西園に言われた通り、デスクの上に、荷物を置いた。

「…あの、何でこんなことになったのか、説明していただけませんか?」

西園を真っ直ぐに見つめ、問いかけた幸。

「…昨日の事、覚えてますよね?」
「…忘れられませんよね」

何て言えば、西園は苦笑する。

「…丸岡さんが一目で気に入ったらしくて…一目惚れとはこの事ですよね」

「…全然嬉しくないんですが」

げんなりした顔で言う幸に、西園は続けた。

「…社長がモテるのは、知ってらっしゃいますよね。
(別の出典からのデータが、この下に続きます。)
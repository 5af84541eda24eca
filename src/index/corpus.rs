//! Corpus loading: recursive document discovery under a directory.
//!
//! Only `.md` and `.txt` files are indexed. Unreadable files are skipped
//! with a warning; an empty corpus is a hard error because there is nothing
//! to search.

use std::path::{Path, PathBuf};

use tracing::{debug, warn};
use walkdir::WalkDir;

use crate::error::IndexError;

/// One loaded corpus document.
#[derive(Debug, Clone)]
pub struct Document {
    /// Path of the file, relative to the corpus root where possible.
    pub source: String,
    /// Full UTF-8 content.
    pub content: String,
}

/// Returns true when the path has an indexable extension.
fn is_indexable(path: &Path) -> bool {
    matches!(
        path.extension().and_then(|e| e.to_str()),
        Some("md" | "txt")
    )
}

/// Collects the indexable file paths under `root`, sorted for determinism.
fn indexable_files(root: &Path) -> Vec<PathBuf> {
    let mut files: Vec<PathBuf> = WalkDir::new(root)
        .into_iter()
        .filter_map(Result::ok)
        .filter(|e| e.file_type().is_file() && is_indexable(e.path()))
        .map(|e| e.path().to_path_buf())
        .collect();
    files.sort();
    files
}

/// Loads every `.md`/`.txt` document under `root`.
///
/// # Errors
///
/// Returns [`IndexError::CorpusMissing`] or [`IndexError::NotADirectory`]
/// when the path is invalid, and [`IndexError::NoDocuments`] when the scan
/// finds nothing loadable.
pub fn load_documents(root: &Path) -> Result<Vec<Document>, IndexError> {
    if !root.exists() {
        return Err(IndexError::CorpusMissing {
            path: root.to_path_buf(),
        });
    }
    if !root.is_dir() {
        return Err(IndexError::NotADirectory {
            path: root.to_path_buf(),
        });
    }

    let mut documents = Vec::new();
    for path in indexable_files(root) {
        match std::fs::read_to_string(&path) {
            Ok(content) => {
                let source = path
                    .strip_prefix(root)
                    .unwrap_or(&path)
                    .display()
                    .to_string();
                documents.push(Document { source, content });
            }
            Err(e) => {
                warn!(path = %path.display(), error = %e, "skipping unreadable document");
            }
        }
    }

    if documents.is_empty() {
        return Err(IndexError::NoDocuments {
            path: root.to_path_buf(),
        });
    }

    debug!(count = documents.len(), root = %root.display(), "corpus loaded");
    Ok(documents)
}

/// Lists the filenames of indexable documents under `root`.
///
/// Used for prompt context only, so invalid paths yield an empty list
/// rather than an error.
#[must_use]
pub fn list_document_names(root: &Path) -> Vec<String> {
    if !root.is_dir() {
        return Vec::new();
    }
    indexable_files(root)
        .iter()
        .filter_map(|p| p.file_name().and_then(|n| n.to_str()).map(String::from))
        .collect()
}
そんな彼の思い通りにならない女性は丸岡さん、貴女が初めてなんです。急に結婚なんて口にしたのは驚きましたが、本気でそうしたいんだと思います。だからと言って無理やり結婚なんて、させません。先ずは、社長がどんな方なのか、知っていただき、返事をしていただきたいのです、秘書として、いえ、一友人として、宜しくお願いします」


切実な言葉に一瞬口ごもるも、幸の心は動かない。

「…西園さんには申し分ないんですが、やっぱり無理です」

「…丸岡さん、」

ガチャ。

「…西園がこんなに言ってるのに考えてさえくれないのか?」
「…社長」

「…こんな私が気に入らなければ、クビにしてもらって結構です。失礼しました」

とにかくこの場から逃げ出したい幸は、楓に啖呵を切ると颯爽と秘書室を出ていこうとする。

が、そんなこと許される筈もなく。